> [What the task asks]:
Below are the entries; return every line among them that holds the word "next".
▬▬▬▬▬▬▬▬▬▬
//! End-to-end lineup scenarios for the overlap validator

use volley_overlap::validation::ViolationFamily;
use volley_overlap::{
    Lineup, OverlapValidator, PlayerState, Point, Role, RotationSlot, Tolerance, ViolationCode,
};

fn legal_lineup() -> Vec<PlayerState> {
    vec![
        PlayerState::new("ana", 1, 7.0, 8.0)
            .with_role(Role::Setter)
            .with_name("Ana")
            .serving(),
        PlayerState::new("bea", 2, 8.0, 4.0).with_role(Role::Opposite),
        PlayerState::new("cam", 3, 4.5, 4.0).with_role(Role::MiddleBlocker1),
        PlayerState::new("dee", 4, 1.0, 4.0).with_role(Role::OutsideHitter1),
        PlayerState::new("eve", 5, 2.0, 8.0).with_role(Role::OutsideHitter2),
        PlayerState::new("fay", 6, 4.5, 8.0).with_role(Role::MiddleBlocker2),
    ]
}

fn moved(slot: u8, x: f64, y: f64) -> Vec<PlayerState> {
    let mut players = legal_lineup();
    for p in players.iter_mut().filter(|p| p.slot == slot) {
        p.x = x;
        p.y = y;
    }
    players
}

#[test]
fn test_legal_lineup_passes() {
    let result = OverlapValidator::default().validate(&legal_lineup());
    assert!(result.is_legal);
    assert!(result.violations.is_empty());
}

#[test]
fn test_row_order_violation() {
    let result = OverlapValidator::default().validate(&moved(3, 8.0, 4.0));
    assert!(!result.is_legal);

    let v = result
        .violations_with(ViolationCode::RowOrder)
        .find(|v| v.involves(RotationSlot::RightFront) && v.involves(RotationSlot::MiddleFront))
        .expect("row order violation for slots 2 and 3");
    assert_eq!(v.slots.len(), 2);
    assert!(v.message.contains("MB MF"));
    assert!(v.coordinates.is_some());
}

#[test]
fn test_front_back_violation() {
    let result = OverlapValidator::default().validate(&moved(4, 1.0, 8.0));
    assert!(!result.is_legal);
    let v = result
        .violations_with(ViolationCode::FrontBack)
        .next()
        .expect("front/back violation");
    assert_eq!(v.slots, vec![RotationSlot::LeftFront, RotationSlot::LeftBack]);
}

#[test]
fn test_front_back_when_back_player_moves_forward() {
    let result = OverlapValidator::default().validate(&moved(5, 2.0, 3.0));
    assert!(result.has_code(ViolationCode::FrontBack));
    assert!(!result.has_code(ViolationCode::RowOrder));
}

#[test]
fn test_multiple_servers() {
    let mut players = legal_lineup();
    players[3].is_server = true;
    let result = OverlapValidator::default().validate(&players);
    assert!(!result.is_legal);
    assert!(result.has_code(ViolationCode::MultipleServers));
    assert_eq!(
        result.violations[0].family(),
        ViolationFamily::MultipleServers
    );
}

#[test]
fn test_no_server() {
    let mut players = legal_lineup();
    players[0].is_server = false;
    let result = OverlapValidator::default().validate(&players);
    assert!(result.has_code(ViolationCode::NoServer));
}

#[test]
fn test_five_players() {
    let mut players = legal_lineup();
    players.pop();
    let result = OverlapValidator::default().validate(&players);
    assert!(!result.is_legal);
    assert!(result.has_code(ViolationCode::InvalidPlayerCount));
    assert!(result
        .violations
        .iter()
        .all(|v| v.family() == ViolationFamily::InvalidLineup));
}

#[test]
fn test_shared_slot() {
    let mut players = legal_lineup();
    players[1].slot = 1;
    let result = OverlapValidator::default().validate(&players);
    assert!(result.has_code(ViolationCode::DuplicateSlot));
    assert!(!result.has_code(ViolationCode::RowOrder));
}

#[test]
fn test_garbage_input_still_reports() {
    let players = vec![
        PlayerState::new("x", 0, f64::NAN, f64::INFINITY),
        PlayerState::new("y", 9, -1.0, 100.0),
    ];
    let result = OverlapValidator::default().validate(&players);
    assert!(!result.is_legal);
    for code in [
        ViolationCode::InvalidPlayerCount,
        ViolationCode::InvalidSlot,
        ViolationCode::NoServer,
        ViolationCode::InvalidCoordinates,
    ] {
        assert!(result.has_code(code), "missing {code}");
    }
}

#[test]
fn test_empty_lineup() {
    let result = OverlapValidator::default().validate(&[]);
    assert!(!result.is_legal);
    assert!(result.has_code(ViolationCode::InvalidPlayerCount));
}

#[test]
fn test_server_exempt_in_service_zone() {
    let result = OverlapValidator::default().validate(&moved(1, 7.0, 10.0));
    assert!(!result.has_code(ViolationCode::FrontBack));
    assert!(result.is_legal);
}

#[test]
fn test_server_still_bound_by_row_order() {
    // Serving from the left of the service zone crosses slot 6
    let result = OverlapValidator::default().validate(&moved(1, 3.0, 10.0));
    assert!(!result.is_legal);
    let v = result.violations_with(ViolationCode::RowOrder).next().unwrap();
    assert_eq!(v.slots, vec![RotationSlot::MiddleBack, RotationSlot::RightBack]);
}

#[test]
fn test_server_past_service_zone_is_not_exempt() {
    let mut players = moved(1, 7.0, 11.5);
    // Front counterpart deep on court so only the exemption decides
    for p in players.iter_mut().filter(|p| p.slot == 2) {
        p.y = 11.6;
    }
    let result = OverlapValidator::default().validate(&players);
    assert!(result.has_code(ViolationCode::FrontBack));
}

#[test]
fn test_server_just_past_endline_is_not_exempt() {
    // Server just barely behind the endline does not count as in the zone
    let mut players = moved(1, 7.0, 9.02);
    for p in players.iter_mut().filter(|p| p.slot == 2) {
        p.y = 9.0;
    }
    let result = OverlapValidator::default().validate(&players);
    assert!(result.has_code(ViolationCode::FrontBack));
}

#[test]
fn test_every_violated_pair_reported_once() {
    // Mirror the whole lineup left-right: every row pair inverts
    let players: Vec<PlayerState> = legal_lineup()
        .into_iter()
        .map(|mut p| {
            p.x = 9.0 - p.x;
            p
        })
        .collect();
    let result = OverlapValidator::default().validate(&players);
    let row: Vec<_> = result.violations_with(ViolationCode::RowOrder).collect();
    assert_eq!(row.len(), 4);
    let order: Vec<(u8, u8)> = row
        .iter()
        .map(|v| (v.slots[0].number(), v.slots[1].number()))
        .collect();
    assert_eq!(order, vec![(4, 3), (3, 2), (5, 6), (6, 1)]);
}

#[test]
fn test_validation_is_deterministic() {
    let validator = OverlapValidator::default();
    let players = moved(3, 8.0, 9.0);
    assert_eq!(validator.validate(&players), validator.validate(&players));
}

#[test]
fn test_custom_tolerance_changes_verdict() {
    // 0.1 m apart: legal at 3 cm, overlapping at 20 cm
    let players = moved(3, 7.9, 4.0);
    assert!(OverlapValidator::new(Tolerance::default()).validate(&players).is_legal);
    assert!(!OverlapValidator::new(Tolerance::new(0.2)).validate(&players).is_legal);
}

#[test]
fn test_validate_lineup_matches_validate() {
    let validator = OverlapValidator::default();
    let lineup = Lineup::new(legal_lineup()).unwrap();
    let moved = lineup.with_position(RotationSlot::LeftFront, Point::new(5.0, 4.0));
    assert_eq!(
        validator.validate_lineup(&moved),
        validator.validate(moved.players())
    );
}

#[test]
fn test_result_json_shape() {
    let result = OverlapValidator::default().validate(&moved(4, 1.0, 8.0));
    let json = serde_json::to_value(&result).unwrap();
    assert_eq!(json["isLegal"], false);
    assert_eq!(json["violations"][0]["code"], "FRONT_BACK");
    assert_eq!(json["violations"][0]["slots"], serde_json::json!([4, 5]));
}

#[test]
fn test_lineup_parses_from_host_json() {
    let json = r#"[
        {"id": "a", "slot": 1, "x": 7, "y": 8, "isServer": true, "role": "setter"},
        {"id": "b", "slot": 2, "x": 8, "y": 4},
        {"id": "c", "slot": 3, "x": 4.5, "y": 4},
        {"id": "d", "slot": 4, "x": 1, "y": 4},
        {"id": "e", "slot": 5, "x": 2, "y": 8},
        {"id": "f", "slot": 6, "x": 4.5, "y": 8}
    ]"#;
    let players: Vec<PlayerState> = serde_json::from_str(json).unwrap();
    assert!(OverlapValidator::default().validate(&players).is_legal);
}

#[test]
fn test_demo_lineups() {
    let legal: Vec<PlayerState> =
        serde_json::from_str(include_str!("../demos/lineup_legal.json")).unwrap();
    let overlap: Vec<PlayerState> =
        serde_json::from_str(include_str!("../demos/lineup_overlap.json")).unwrap();

    let validator = OverlapValidator::default();
    assert!(validator.validate(&legal).is_legal);

    let result = validator.validate(&overlap);
    assert!(result.has_code(ViolationCode::RowOrder));
    assert!(result.has_code(ViolationCode::FrontBack));
}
▬▬▬▬▬▬▬▬▬▬
> [Task response]:
        .next()
    let v = result.violations_with(ViolationCode::RowOrder).next().unwrap();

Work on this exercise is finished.